(Required work) The expected output is a verbatim reprint of the lines from the beginning of the data that follows through the line that contains "waits for one.".

Top of Extracted material

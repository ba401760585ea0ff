//! # Analysis Worker
//!
//! Runs a [`TunerPipeline`] on a dedicated thread fed over crossbeam channels.
//! The capture side pushes frames without ever blocking. A frame is only
//! accepted while the worker is idle, so nothing waits behind the frame being
//! analysed. Outcomes come back on their own bounded channel in frame order.
//!
//! ## Lifecycle
//! - `spawn` builds the pipeline on the worker thread
//! - `set_reference_pitch` takes effect from the next processed frame
//! - `stop` halts delivery, resets the pipeline and joins the thread

use std::thread::{self, JoinHandle};

use anyhow::{Result, anyhow};
use crossbeam_channel::{Receiver, Sender, TrySendError, select};
use log::{debug, error, info};

use crate::config::PipelineConfig;
use crate::frame::AudioFrame;
use crate::pipeline::{TunerOutcome, TunerPipeline};

/// Outcomes held for the host before newer ones are dropped.
pub const OUTCOME_QUEUE_DEPTH: usize = 4;

enum Control {
    SetReference(f32),
    Stop,
}

pub struct AnalysisWorker {
    frame_tx: Sender<AudioFrame>,
    control_tx: Sender<Control>,
    outcome_rx: Receiver<TunerOutcome>,
    thread_handle: Option<JoinHandle<()>>,
}

impl AnalysisWorker {
    /// Starts the analysis thread.
    ///
    /// # Arguments
    /// * `config` - Pipeline configuration, validated before the thread starts
    /// * `a4_hz` - Initial reference pitch
    pub fn spawn(config: PipelineConfig, a4_hz: f32) -> Result<Self> {
        config.validate()?;
        // Zero capacity: a frame is handed over only while the worker waits for one.
        let (frame_tx, frame_rx) = crossbeam_channel::bounded::<AudioFrame>(0);
        let (control_tx, control_rx) = crossbeam_channel::unbounded::<Control>();
        let (outcome_tx, outcome_rx) =
            crossbeam_channel::bounded::<TunerOutcome>(OUTCOME_QUEUE_DEPTH);

        let thread_handle = thread::Builder::new()
            .name("bowl-analysis".into())
            .spawn(move || {
                let mut pipeline = match TunerPipeline::new(config) {
                    Ok(pipeline) => pipeline,
                    Err(e) => {
                        error!("[WORKER] Could not build pipeline: {e:#}");
                        return;
                    }
                };
                info!("[WORKER] Analysis thread started");
                let mut a4 = a4_hz;
                loop {
                    select! {
                        recv(control_rx) -> msg => match msg {
                            Ok(Control::SetReference(hz)) => a4 = hz,
                            Ok(Control::Stop) | Err(_) => break,
                        },
                        recv(frame_rx) -> msg => match msg {
                            Ok(frame) => {
                                // Apply any settings that arrived alongside this frame.
                                if !drain_controls(&control_rx, &mut a4) {
                                    break;
                                }
                                let outcome = pipeline.process(frame, a4);
                                match outcome_tx.try_send(outcome) {
                                    Ok(()) => {}
                                    Err(TrySendError::Full(_)) => {
                                        debug!("[WORKER] Outcome queue full, dropping outcome");
                                    }
                                    Err(TrySendError::Disconnected(_)) => {
                                        debug!("[WORKER] Outcome receiver dropped");
                                        break;
                                    }
                                }
                            }
                            Err(_) => break,
                        },
                    }
                }
                pipeline.reset();
                info!("[WORKER] Analysis thread finished");
            })?;

        Ok(Self {
            frame_tx,
            control_tx,
            outcome_rx,
            thread_handle: Some(thread_handle),
        })
    }

    /// Hands a frame to the worker without blocking.
    ///
    /// Returns `false` if the frame was dropped because the worker is still
    /// busy with the previous frame or has stopped.
    pub fn push_frame(&self, frame: AudioFrame) -> bool {
        match self.frame_tx.try_send(frame) {
            Ok(()) => true,
            Err(TrySendError::Full(_)) => {
                debug!("[WORKER] Worker busy, dropping frame");
                false
            }
            Err(TrySendError::Disconnected(_)) => false,
        }
    }

    /// Updates A4; frames processed after this call use the new value.
    pub fn set_reference_pitch(&self, a4_hz: f32) {
        let _ = self.control_tx.send(Control::SetReference(a4_hz));
    }

    pub fn outcomes(&self) -> &Receiver<TunerOutcome> {
        &self.outcome_rx
    }

    /// Stops the stream and waits for the thread to finish.
    ///
    /// A frame already being analysed finishes before the thread exits.
    pub fn stop(mut self) -> Result<()> {
        self.shutdown()
    }

    fn shutdown(&mut self) -> Result<()> {
        let Some(handle) = self.thread_handle.take() else {
            return Ok(());
        };
        let _ = self.control_tx.send(Control::Stop);
        handle
            .join()
            .map_err(|_| anyhow!("analysis thread panicked"))
    }
}

impl Drop for AnalysisWorker {
    fn drop(&mut self) {
        let _ = self.shutdown();
    }
}

/// Applies pending control messages. Returns `false` if a stop was requested.
fn drain_controls(control_rx: &Receiver<Control>, a4: &mut f32) -> bool {
    while let Ok(msg) = control_rx.try_recv() {
        match msg {
            Control::SetReference(hz) => *a4 = hz,
            Control::Stop => return false,
        }
    }
    true
}

#[cfg(test)]
mod tests {
    use super::*;
    use std::time::{Duration, Instant};

    use crate::config::{DEFAULT_A4_HZ, DEFAULT_SAMPLE_RATE, FRAME_SIZE};
    use crate::pitch::tests::sine;
    use crate::tuning::NoteName;

    const TIMEOUT: Duration = Duration::from_secs(10);

    fn frame(freq: f32) -> AudioFrame {
        AudioFrame::new(
            sine(freq, DEFAULT_SAMPLE_RATE, FRAME_SIZE, 0.5),
            DEFAULT_SAMPLE_RATE,
        )
    }

    /// Retries until the worker is idle and takes the frame.
    fn hand_over(worker: &AnalysisWorker, frame: AudioFrame) {
        let deadline = Instant::now() + TIMEOUT;
        while !worker.push_frame(frame.clone()) {
            assert!(Instant::now() < deadline, "worker never became idle");
            thread::sleep(Duration::from_millis(1));
        }
    }

    #[test]
    fn frames_flow_through_to_outcomes() {
        let worker = AnalysisWorker::spawn(PipelineConfig::default(), DEFAULT_A4_HZ).unwrap();
        hand_over(&worker, frame(440.0));
        let outcome = worker.outcomes().recv_timeout(TIMEOUT).unwrap();
        assert_eq!(outcome.reading.unwrap().name, NoteName::A);
        worker.stop().unwrap();
    }

    #[test]
    fn reference_pitch_reaches_the_next_frame() {
        let worker = AnalysisWorker::spawn(PipelineConfig::default(), 440.0).unwrap();
        worker.set_reference_pitch(432.0);
        hand_over(&worker, frame(432.0));
        let reading = worker.outcomes().recv_timeout(TIMEOUT).unwrap().reading.unwrap();
        assert!(reading.cents_offset.abs() < 5.0);
        worker.stop().unwrap();
    }

    #[test]
    fn frames_are_not_queued_behind_a_busy_worker() {
        let worker = AnalysisWorker::spawn(PipelineConfig::default(), DEFAULT_A4_HZ).unwrap();
        let burst: Vec<AudioFrame> = (0..8).map(|_| frame(440.0)).collect();

        hand_over(&worker, frame(440.0));
        // The worker is analysing; a tight burst finds it busy almost every time,
        // and nothing is parked for later.
        let accepted = burst.into_iter().filter(|f| worker.push_frame(f.clone())).count();
        assert!(accepted < 3, "{accepted} frames slipped past a busy worker");

        for _ in 0..1 + accepted {
            assert!(worker.outcomes().recv_timeout(TIMEOUT).is_ok());
        }
        assert!(worker.outcomes().recv_timeout(Duration::from_millis(200)).is_err());
        worker.stop().unwrap();
    }

    #[test]
    fn unread_outcomes_are_capped() {
        let worker = AnalysisWorker::spawn(PipelineConfig::default(), DEFAULT_A4_HZ).unwrap();
        // Each handoff waits until the previous frame has been fully analysed.
        for _ in 0..OUTCOME_QUEUE_DEPTH + 3 {
            hand_over(&worker, frame(440.0));
        }
        assert_eq!(worker.outcomes().len(), OUTCOME_QUEUE_DEPTH);
        worker.stop().unwrap();
    }

    #[test]
    fn drain_stops_on_stop_request() {
        let (tx, rx) = crossbeam_channel::unbounded();
        tx.send(Control::SetReference(415.0)).unwrap();
        let mut a4 = 440.0;
        assert!(drain_controls(&rx, &mut a4));
        assert_eq!(a4, 415.0);

        tx.send(Control::Stop).unwrap();
        assert!(!drain_controls(&rx, &mut a4));
    }

    #[test]
    fn invalid_config_fails_to_spawn() {
        let config = PipelineConfig {
            min_freq_hz: -1.0,
            ..PipelineConfig::default()
        };
        assert!(AnalysisWorker::spawn(config, DEFAULT_A4_HZ).is_err());
    }
}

Bottom of Extracted material

(Result of the exercise)
repository ba401760585ea0ff
//! # Analysis Worker
//!
//! Runs a [`TunerPipeline`] on a dedicated thread fed over crossbeam channels.
//! The capture side pushes frames without ever blocking. A frame is only
//! accepted while the worker is idle, so nothing waits behind the frame being
//! analysed. Outcomes come back on their own bounded channel in frame order.
//!
//! ## Lifecycle
//! - `spawn` builds the pipeline on the worker thread
//! - `set_reference_pitch` takes effect from the next processed frame
//! - `stop` halts delivery, resets the pipeline and joins the thread

use std::thread::{self, JoinHandle};

use anyhow::{Result, anyhow};
use crossbeam_channel::{Receiver, Sender, TrySendError, select};
use log::{debug, error, info};

use crate::config::PipelineConfig;
use crate::frame::AudioFrame;
use crate::pipeline::{TunerOutcome, TunerPipeline};

/// Outcomes held for the host before newer ones are dropped.
pub const OUTCOME_QUEUE_DEPTH: usize = 4;

enum Control {
    SetReference(f32),
    Stop,
}

pub struct AnalysisWorker {
    frame_tx: Sender<AudioFrame>,
    control_tx: Sender<Control>,
    outcome_rx: Receiver<TunerOutcome>,
    thread_handle: Option<JoinHandle<()>>,
}

impl AnalysisWorker {
    /// Starts the analysis thread.
    ///
    /// # Arguments
    /// * `config` - Pipeline configuration, validated before the thread starts
    /// * `a4_hz` - Initial reference pitch
    pub fn spawn(config: PipelineConfig, a4_hz: f32) -> Result<Self> {
        config.validate()?;
        // Zero capacity: a frame is handed over only while the worker waits for one.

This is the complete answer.